A New Jersey native, Savage was recruited by coach Jim Phelan to play for what is now Mount St. Mary’s University in Emmitsburg. As a senior in 1961, he helped the Mount to the NCAA College Division semifinals and set a school record for career free throw percentage that stood for several decades.
Later that year, he took a teaching and coaching position at Mount St. Joseph High School in Irvington, where his first junior varsity team included Dan Popera, who went on to become the winningest coach in the history of Archbishop Curley High School in Baltimore.
In 1968, Savage took charge of the varsity at Loyola Blakefield, replacing Ed Hargaden, for whom the school’s football and lacrosse stadium is named.
Savage’s family became intertwined with the Dons, as sons Michael and Kevin played and Jim helped as a statistician before returning to the school as a junior varsity coach.
When he isn’t helping commissioner Jack Degele run the BCL, Savage, 75, is likely to be taking in Catholic Youth Organization games that include Kevin’s triplets, Alexandra, Lauren and Courtney, who are fourth-graders at St. Mark School in Catonsville.

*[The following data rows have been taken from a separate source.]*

//! Mock MPD server for testing
//!
//! Simulates the line protocol: greeting, `OK\n` / `ACK` terminators,
//! command lists, a password handshake, a mutable play queue with a
//! version counter, canned `plchangesposid` deltas and idle-socket
//! change notifications.

use std::net::SocketAddr;
use std::sync::Arc;

use tokio::io::{AsyncBufReadExt, AsyncWriteExt, BufReader};
use tokio::net::{TcpListener, TcpStream};
use tokio::sync::{broadcast, RwLock};
use tokio::task::JoinHandle;

/// One queue entry of the mock server.
#[derive(Debug, Clone)]
pub struct MockSong {
    pub id: u32,
    pub file: String,
    pub title: String,
    pub artist: String,
    pub duration: u32,
}

impl MockSong {
    pub fn new(id: u32, file: &str) -> Self {
        Self {
            id,
            file: file.to_string(),
            title: format!("Title of {}", file),
            artist: "Mock Artist".to_string(),
            duration: 180,
        }
    }
}

/// Mock MPD server state
struct MockMpdState {
    version: String,
    password: Option<String>,
    queue: Vec<MockSong>,
    queue_version: u32,
    /// Canned `plchangesposid` reply.
    changes: Vec<(u32, u32)>,
    play_state: &'static str,
    volume: i32,
    /// Every received command line, for assertions.
    commands: Vec<String>,
}

/// Mock MPD Server
pub struct MockMpdServer {
    addr: SocketAddr,
    state: Arc<RwLock<MockMpdState>>,
    notify: broadcast::Sender<String>,
    handle: JoinHandle<()>,
}

impl MockMpdServer {
    /// Start a mock MPD server on a random port
    pub async fn start() -> Self {
        let state = Arc::new(RwLock::new(MockMpdState {
            version: "0.19.0".to_string(),
            password: None,
            queue: Vec::new(),
            queue_version: 1,
            changes: Vec::new(),
            play_state: "stop",
            volume: 50,
            commands: Vec::new(),
        }));
        let (notify, _) = broadcast::channel(16);

        let listener = TcpListener::bind("127.0.0.1:0").await.unwrap();
        let addr = listener.local_addr().unwrap();

        let accept_state = state.clone();
        let accept_notify = notify.clone();
        let handle = tokio::spawn(async move {
            loop {
                let Ok((stream, _)) = listener.accept().await else {
                    break;
                };
                tokio::spawn(handle_connection(
                    stream,
                    accept_state.clone(),
                    accept_notify.subscribe(),
                ));
            }
        });

        Self {
            addr,
            state,
            notify,
            handle,
        }
    }

    pub fn addr(&self) -> SocketAddr {
        self.addr
    }

    pub fn host(&self) -> String {
        self.addr.ip().to_string()
    }

    pub fn port(&self) -> u16 {
        self.addr.port()
    }

    /// Require a password from clients
    pub async fn set_password(&self, password: &str) {
        self.state.write().await.password = Some(password.to_string());
    }

    /// Replace the play queue
    pub async fn set_queue(&self, songs: Vec<MockSong>) {
        self.state.write().await.queue = songs;
    }

    /// Set the queue version reported by `status`
    pub async fn set_queue_version(&self, version: u32) {
        self.state.write().await.queue_version = version;
    }

    /// Set the canned `plchangesposid` reply
    pub async fn set_changes(&self, changes: &[(u32, u32)]) {
        self.state.write().await.changes = changes.to_vec();
    }

    /// Push a change notification to every parked idle connection
    pub fn notify(&self, subsystem: &str) {
        let _ = self.notify.send(subsystem.to_string());
    }

    /// Every command line received so far
    pub async fn commands(&self) -> Vec<String> {
        self.state.read().await.commands.clone()
    }

    /// Current queue length
    pub async fn queue_len(&self) -> usize {
        self.state.read().await.queue.len()
    }

    /// Stop the mock server
    pub async fn stop(self) {
        self.handle.abort();
    }
}

async fn handle_connection(
    stream: TcpStream,
    state: Arc<RwLock<MockMpdState>>,
    mut notifications: broadcast::Receiver<String>,
) {
    let (read_half, mut writer) = stream.into_split();
    let mut reader = BufReader::new(read_half);

    let greeting = {
        let st = state.read().await;
        format!("OK MPD {}\n", st.version)
    };
    if writer.write_all(greeting.as_bytes()).await.is_err() {
        return;
    }

    let mut line = String::new();
    loop {
        line.clear();
        match reader.read_line(&mut line).await {
            Ok(0) | Err(_) => return,
            Ok(_) => {}
        }
        let command = line.trim_end().to_string();
        state.write().await.commands.push(command.clone());

        let reply = if command == "idle" {
            // Park until something changes; deliver one notification
            // per idle round like the real daemon.
            match notifications.recv().await {
                Ok(subsystem) => format!("changed: {}\nOK\n", subsystem),
                Err(_) => return,
            }
        } else if command == "command_list_begin" {
            let mut batch = Vec::new();
            loop {
                line.clear();
                match reader.read_line(&mut line).await {
                    Ok(0) | Err(_) => return,
                    Ok(_) => {}
                }
                let inner = line.trim_end().to_string();
                state.write().await.commands.push(inner.clone());
                if inner == "command_list_end" {
                    break;
                }
                batch.push(inner);
            }
            run_command_list(&state, &batch).await
        } else {
            run_command(&state, &command).await
        };

        if writer.write_all(reply.as_bytes()).await.is_err() {
            return;
        }
    }
}

/// Execute a command list: stop at the first failure, answer with one
/// terminator for the whole batch.
async fn run_command_list(state: &Arc<RwLock<MockMpdState>>, batch: &[String]) -> String {
    for command in batch {
        let reply = run_command(state, command).await;
        if reply.starts_with("ACK") {
            return reply;
        }
    }
    "OK\n".to_string()
}

async fn run_command(state: &Arc<RwLock<MockMpdState>>, command: &str) -> String {
    let (verb, args) = match command.split_once(' ') {
        Some((verb, args)) => (verb, args),
        None => (command, ""),
    };

    match verb {
        "password" => {
            let st = state.read().await;
            match &st.password {
                Some(expected) if expected == args => "OK\n".to_string(),
                Some(_) => "ACK [3@0] {password} incorrect password\n".to_string(),
                None => "OK\n".to_string(),
            }
        }
        "status" => {
            let st = state.read().await;
            format!(
                "volume: {}\nrepeat: 0\nrandom: 0\nsingle: 0\nconsume: 0\n\
                 playlist: {}\nplaylistlength: {}\nxfade: 0\nstate: {}\nOK\n",
                st.volume,
                st.queue_version,
                st.queue.len(),
                st.play_state,
            )
        }
        "stats" => "artists: 3\nalbums: 5\nsongs: 42\nuptime: 500\nplaytime: 100\n\
             db_playtime: 9000\ndb_update: 1316362190\nOK\n"
            .to_string(),
        "currentsong" => {
            let st = state.read().await;
            match st.queue.first() {
                Some(song) => format!("{}OK\n", render_song(song, 0)),
                None => "OK\n".to_string(),
            }
        }
        "playlistinfo" => {
            let st = state.read().await;
            if args.is_empty() {
                let mut out = String::new();
                for (pos, song) in st.queue.iter().enumerate() {
                    out.push_str(&render_song(song, pos as u32));
                }
                out.push_str("OK\n");
                out
            } else {
                match args
                    .parse::<usize>()
                    .ok()
                    .and_then(|pos| st.queue.get(pos).map(|song| (pos, song)))
                {
                    Some((pos, song)) => format!("{}OK\n", render_song(song, pos as u32)),
                    None => "ACK [50@0] {playlistinfo} Bad song index\n".to_string(),
                }
            }
        }
        "plchangesposid" => {
            let st = state.read().await;
            let mut out = String::new();
            for (pos, id) in &st.changes {
                out.push_str(&format!("cpos: {}\nId: {}\n", pos, id));
            }
            out.push_str("OK\n");
            out
        }
        "outputs" => "outputid: 0\noutputname: ALSA\noutputenabled: 1\n\
             outputid: 1\noutputname: HTTP stream\noutputenabled: 0\nOK\n"
            .to_string(),
        "urlhandlers" => "handler: http://\nhandler: mms://\nOK\n".to_string(),
        "listplaylists" => "playlist: morning\nLast-Modified: 2012-01-15T08:00:00Z\nOK\n".to_string(),
        "add" => {
            let file = unquote(args);
            if file.starts_with("file:///") {
                return "ACK [4@0] {add} Access denied\n".to_string();
            }
            let mut st = state.write().await;
            let id = st.queue.iter().map(|s| s.id).max().unwrap_or(0) + 1;
            st.queue.push(MockSong::new(id, &file));
            st.queue_version += 1;
            "OK\n".to_string()
        }
        "clear" => {
            let mut st = state.write().await;
            st.queue.clear();
            st.queue_version += 1;
            "OK\n".to_string()
        }
        "deleteid" => {
            let mut st = state.write().await;
            if let Ok(id) = args.parse::<u32>() {
                st.queue.retain(|s| s.id != id);
                st.queue_version += 1;
            }
            "OK\n".to_string()
        }
        "move" => {
            let mut st = state.write().await;
            if let Some((from, to)) = args.split_once(' ') {
                if let (Ok(from), Ok(to)) = (from.parse::<usize>(), to.parse::<usize>()) {
                    if from < st.queue.len() {
                        let song = st.queue.remove(from);
                        let to = to.min(st.queue.len());
                        st.queue.insert(to, song);
                        st.queue_version += 1;
                    }
                }
            }
            "OK\n".to_string()
        }
        "load" => "ACK [50@0] {load} No such playlist\n".to_string(),
        // Playback and option commands succeed without side effects
        // the tests care about.
        "play" | "playid" | "pause" | "stop" | "next" | "previous" | "seek" | "seekid"
        | "setvol" | "repeat" | "random" | "single" | "consume" | "crossfade" | "shuffle"
        | "update" | "enableoutput" | "disableoutput" => "OK\n".to_string(),
        _ => format!("ACK [5@0] {{}} unknown command \"{}\"\n", verb),
    }
}

fn render_song(song: &MockSong, pos: u32) -> String {
    format!(
        "file: {}\nTime: {}\nArtist: {}\nTitle: {}\nPos: {}\nId: {}\n",
        song.file, song.duration, song.artist, song.title, pos, song.id
    )
}

/// Undo the client's quote-escaping of one argument.
fn unquote(arg: &str) -> String {
    let inner = arg
        .strip_prefix('"')
        .and_then(|s| s.strip_suffix('"'))
        .unwrap_or(arg);
    let mut out = String::with_capacity(inner.len());
    let mut chars = inner.chars();
    while let Some(c) = chars.next() {
        if c == '\\' {
            if let Some(escaped) = chars.next() {
                out.push(escaped);
            }
        } else {
            out.push(c);
        }
    }
    out
}

#[cfg(test)]
mod tests {
    use super::*;
    use tokio::io::AsyncReadExt;

    #[tokio::test]
    async fn mock_mpd_greets_and_answers_status() {
        let server = MockMpdServer::start().await;

        let mut stream = TcpStream::connect(server.addr()).await.unwrap();
        let mut buf = [0u8; 256];
        let n = stream.read(&mut buf).await.unwrap();
        assert_eq!(&buf[..n], b"OK MPD 0.19.0\n");

        stream.write_all(b"status\n").await.unwrap();
        let n = stream.read(&mut buf).await.unwrap();
        let reply = String::from_utf8_lossy(&buf[..n]);
        assert!(reply.contains("playlist: 1"));
        assert!(reply.ends_with("OK\n"));

        server.stop().await;
    }

    #[tokio::test]
    async fn mock_mpd_rejects_wrong_password() {
        let server = MockMpdServer::start().await;
        server.set_password("secret").await;

        let mut stream = TcpStream::connect(server.addr()).await.unwrap();
        let mut buf = [0u8; 256];
        let _ = stream.read(&mut buf).await.unwrap();

        stream.write_all(b"password wrong\n").await.unwrap();
        let n = stream.read(&mut buf).await.unwrap();
        assert!(buf[..n].starts_with(b"ACK [3@0] {password}"));

        server.stop().await;
    }

    #[tokio::test]
    async fn mock_mpd_applies_add_and_bumps_version() {
        let server = MockMpdServer::start().await;

        let mut stream = TcpStream::connect(server.addr()).await.unwrap();
        let mut buf = [0u8; 256];
        let _ = stream.read(&mut buf).await.unwrap();

        stream.write_all(b"add \"albums/x.flac\"\n").await.unwrap();
        let n = stream.read(&mut buf).await.unwrap();
        assert_eq!(&buf[..n], b"OK\n");
        assert_eq!(server.queue_len().await, 1);

        server.stop().await;
    }
}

He is just as proud of his two granddaughters at Carver Center for Arts and Technology in Towson.
“Rachel is into visual arts, and Clare is in dance,” said Savage, of his son Michael’s daughters. “Clare just had a big role in the Nutcracker.”
Savage and his wife, Pat, who taught math at Mount St. Joseph for 23 years, are parishioners of St. Agnes in Catonsville, where they were married June 29, 1963. On the occasion of their 50th anniversary last summer, they renewed their vows in the chapel at St. Mark, where the pastor, Father Christopher Whatley, is a family friend.